*What the task requires:*
Would you work out how many lines below include the word "DateRange"? Only that number is wanted.

+===+

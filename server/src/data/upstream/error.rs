use thiserror::Error;

#[derive(Error, Debug)]
pub enum UpstreamError {
    #[error("Upstream connection failed ({url}): {message}")]
    Connect { url: String, message: String },

    #[error("Upstream request timed out ({url})")]
    Timeout { url: String },

    #[error("Upstream returned {status} for {url}")]
    Status { status: u16, url: String },

    #[error("Upstream payload could not be decoded ({url}): {message}")]
    Decode { url: String, message: String },

    #[error("Upstream request failed ({url}): {message}")]
    Request { url: String, message: String },

    #[error("Upstream configuration error: {0}")]
    Config(String),

    #[error("Fixture error: {0}")]
    Fixture(String),

    #[error("IO error: {0}")]
    Io(#[from] std::io::Error),
}

impl UpstreamError {
    /// Classify a reqwest failure for `url`
    pub fn from_reqwest(url: &str, e: reqwest::Error) -> Self {
        let url = url.to_string();
        if e.is_timeout() {
            Self::Timeout { url }
        } else if e.is_connect() {
            Self::Connect {
                url,
                message: e.to_string(),
            }
        } else if e.is_decode() {
            Self::Decode {
                url,
                message: e.to_string(),
            }
        } else if let Some(status) = e.status() {
            Self::Status {
                status: status.as_u16(),
                url,
            }
        } else {
            Self::Request {
                url,
                message: e.to_string(),
            }
        }
    }

    /// Connect errors, timeouts and 5xx responses are worth retrying
    pub fn is_transient(&self) -> bool {
        match self {
            Self::Connect { .. } | Self::Timeout { .. } => true,
            Self::Status { status, .. } => *status >= 500,
            _ => false,
        }
    }

    pub fn is_not_found(&self) -> bool {
        matches!(self, Self::Status { status: 404, .. })
    }
}
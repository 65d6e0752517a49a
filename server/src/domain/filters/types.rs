//! Filter vocabulary and lenient parsing of raw filter input

use chrono::Duration;
use serde::{Deserialize, Serialize};

use crate::domain::status::TraceStatus;
use crate::utils::string::non_empty;

/// Relative recency window
#[derive(Debug, Clone, Copy, PartialEq, Eq, Hash, Serialize, Deserialize)]
pub enum DateRange {
    #[serde(rename = "15m")]
    Last15Minutes,
    #[serde(rename = "1h")]
    LastHour,
    #[serde(rename = "6h")]
    Last6Hours,
    #[serde(rename = "24h")]
    Last24Hours,
    #[serde(rename = "7d")]
    Last7Days,
    #[serde(rename = "30d")]
    Last30Days,
    #[serde(rename = "all")]
    All,
}

impl DateRange {
    const ALL: [Self; 7] = [
        Self::Last15Minutes,
        Self::LastHour,
        Self::Last6Hours,
        Self::Last24Hours,
        Self::Last7Days,
        Self::Last30Days,
        Self::All,
    ];

    pub fn as_str(&self) -> &'static str {
        match self {
            Self::Last15Minutes => "15m",
            Self::LastHour => "1h",
            Self::Last6Hours => "6h",
            Self::Last24Hours => "24h",
            Self::Last7Days => "7d",
            Self::Last30Days => "30d",
            Self::All => "all",
        }
    }

    pub fn parse(value: &str) -> Option<Self> {
        let value = value.trim();
        Self::ALL
            .into_iter()
            .find(|r| r.as_str().eq_ignore_ascii_case(value))
    }

    /// Window length; `None` for the unbounded range
    pub fn window(&self) -> Option<Duration> {
        match self {
            Self::Last15Minutes => Some(Duration::minutes(15)),
            Self::LastHour => Some(Duration::hours(1)),
            Self::Last6Hours => Some(Duration::hours(6)),
            Self::Last24Hours => Some(Duration::hours(24)),
            Self::Last7Days => Some(Duration::days(7)),
            Self::Last30Days => Some(Duration::days(30)),
            Self::All => None,
        }
    }
}

#[derive(Debug, Clone, Copy, Default, PartialEq, Eq, Hash, Serialize, Deserialize)]
#[serde(rename_all = "snake_case")]
pub enum SortField {
    #[default]
    Timestamp,
    Duration,
    SpanCount,
}

impl SortField {
    pub fn as_str(&self) -> &'static str {
        match self {
            Self::Timestamp => "timestamp",
            Self::Duration => "duration",
            Self::SpanCount => "span_count",
        }
    }

    pub fn parse(value: &str) -> Option<Self> {
        match value.trim().to_ascii_lowercase().as_str() {
            "timestamp" | "start_time" | "starttime" => Some(Self::Timestamp),
            "duration" => Some(Self::Duration),
            "span_count" | "spancount" => Some(Self::SpanCount),
            _ => None,
        }
    }
}

#[derive(Debug, Clone, Copy, Default, PartialEq, Eq, Hash, Serialize, Deserialize)]
#[serde(rename_all = "lowercase")]
pub enum SortOrder {
    #[default]
    Desc,
    Asc,
}

impl SortOrder {
    pub fn as_str(&self) -> &'static str {
        match self {
            Self::Desc => "desc",
            Self::Asc => "asc",
        }
    }

    pub fn parse(value: &str) -> Option<Self> {
        match value.trim().to_ascii_lowercase().as_str() {
            "desc" | "descending" => Some(Self::Desc),
            "asc" | "ascending" => Some(Self::Asc),
            _ => None,
        }
    }
}

/// Typed filter; every field is optional and fields combine with AND
#[derive(Debug, Clone, Default, PartialEq, Serialize)]
pub struct TraceFilter {
    pub search: Option<String>,
    pub min_duration_ms: Option<f64>,
    pub max_duration_ms: Option<f64>,
    pub status: Option<TraceStatus>,
    pub session_id: Option<String>,
    pub date_range: Option<DateRange>,
    pub sort_by: SortField,
    pub sort_order: SortOrder,
}

impl TraceFilter {
    pub fn with_search(mut self, search: impl Into<String>) -> Self {
        self.search = Some(search.into());
        self
    }

    pub fn with_duration_bounds(mut self, min_ms: Option<f64>, max_ms: Option<f64>) -> Self {
        self.min_duration_ms = min_ms;
        self.max_duration_ms = max_ms;
        self
    }

    pub fn with_status(mut self, status: TraceStatus) -> Self {
        self.status = Some(status);
        self
    }

    pub fn with_session(mut self, session_id: impl Into<String>) -> Self {
        self.session_id = Some(session_id.into());
        self
    }

    pub fn with_date_range(mut self, date_range: DateRange) -> Self {
        self.date_range = Some(date_range);
        self
    }

    pub fn sorted(mut self, sort_by: SortField, sort_order: SortOrder) -> Self {
        self.sort_by = sort_by;
        self.sort_order = sort_order;
        self
    }
}

/// Raw filter input as received from a query string, JSON body or CLI flags
#[derive(Debug, Clone, Default, PartialEq, Serialize, Deserialize)]
pub struct TraceFilterParams {
    #[serde(default)]
    pub search: Option<String>,
    #[serde(default)]
    pub min_duration: Option<String>,
    #[serde(default)]
    pub max_duration: Option<String>,
    #[serde(default)]
    pub status: Option<String>,
    #[serde(default)]
    pub session_id: Option<String>,
    #[serde(default)]
    pub date_range: Option<String>,
    #[serde(default)]
    pub sort_by: Option<String>,
    #[serde(default)]
    pub sort_order: Option<String>,
}

impl TraceFilterParams {
    /// Lenient conversion: an unusable value disables its own field only
    pub fn parse(&self) -> TraceFilter {
        TraceFilter {
            search: non_empty(self.search.as_deref()).map(str::to_string),
            min_duration_ms: parse_field("min_duration", &self.min_duration, parse_duration_bound),
            max_duration_ms: parse_field("max_duration", &self.max_duration, parse_duration_bound),
            status: parse_field("status", &self.status, TraceStatus::parse),
            session_id: non_empty(self.session_id.as_deref()).map(str::to_string),
            date_range: parse_field("date_range", &self.date_range, DateRange::parse),
            sort_by: parse_field("sort_by", &self.sort_by, SortField::parse).unwrap_or_default(),
            sort_order: parse_field("sort_order", &self.sort_order, SortOrder::parse)
                .unwrap_or_default(),
        }
    }
}

fn parse_duration_bound(value: &str) -> Option<f64> {
    value
        .parse::<f64>()
        .ok()
        .filter(|v| v.is_finite() && *v >= 0.0)
}

fn parse_field<T>(
    field: &'static str,
    raw: &Option<String>,
    parse: impl Fn(&str) -> Option<T>,
) -> Option<T> {
    let raw = non_empty(raw.as_deref())?;
    let parsed = parse(raw);
    if parsed.is_none() {
        tracing::debug!(field, value = raw, "Ignoring unrecognized filter value");
    }
    parsed
}

#[cfg(test)]
mod tests {
    use super::*;

    fn params() -> TraceFilterParams {
        TraceFilterParams::default()
    }

    #[test]
    fn test_empty_params_parse_to_default() {
        assert_eq!(params().parse(), TraceFilter::default());
    }

    #[test]
    fn test_non_numeric_duration_is_ignored() {
        let filter = TraceFilterParams {
            min_duration: Some("abc".into()),
            max_duration: Some("250".into()),
            ..params()
        }
        .parse();
        assert_eq!(filter.min_duration_ms, None);
        assert_eq!(filter.max_duration_ms, Some(250.0));
    }

    #[test]
    fn test_negative_and_infinite_durations_are_ignored() {
        let filter = TraceFilterParams {
            min_duration: Some("-5".into()),
            max_duration: Some("inf".into()),
            ..params()
        }
        .parse();
        assert_eq!(filter.min_duration_ms, None);
        assert_eq!(filter.max_duration_ms, None);
    }

    #[test]
    fn test_unrecognized_enums_fall_back() {
        let filter = TraceFilterParams {
            status: Some("meh".into()),
            date_range: Some("3w".into()),
            sort_by: Some("cost".into()),
            sort_order: Some("sideways".into()),
            ..params()
        }
        .parse();
        assert_eq!(filter.status, None);
        assert_eq!(filter.date_range, None);
        assert_eq!(filter.sort_by, SortField::Timestamp);
        assert_eq!(filter.sort_order, SortOrder::Desc);
    }

    #[test]
    fn test_recognized_values() {
        let filter = TraceFilterParams {
            search: Some("  chat ".into()),
            status: Some("SLOW".into()),
            session_id: Some("s-1".into()),
            date_range: Some("24h".into()),
            sort_by: Some("spanCount".into()),
            sort_order: Some("asc".into()),
            ..params()
        }
        .parse();
        assert_eq!(filter.search.as_deref(), Some("chat"));
        assert_eq!(filter.status, Some(TraceStatus::Slow));
        assert_eq!(filter.session_id.as_deref(), Some("s-1"));
        assert_eq!(filter.date_range, Some(DateRange::Last24Hours));
        assert_eq!(filter.sort_by, SortField::SpanCount);
        assert_eq!(filter.sort_order, SortOrder::Asc);
    }

    #[test]
    fn test_sort_field_aliases() {
        assert_eq!(SortField::parse("start_time"), Some(SortField::Timestamp));
        assert_eq!(SortField::parse("span_count"), Some(SortField::SpanCount));
        assert_eq!(SortField::parse("Duration"), Some(SortField::Duration));
    }

    #[test]
    fn test_date_range_windows() {
        assert_eq!(DateRange::parse("all"), Some(DateRange::All));
        assert_eq!(DateRange::All.window(), None);
        assert_eq!(DateRange::Last15Minutes.window(), Some(Duration::minutes(15)));
        assert_eq!(DateRange::parse("7D"), Some(DateRange::Last7Days));
    }
}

+===+

*Task result:*
10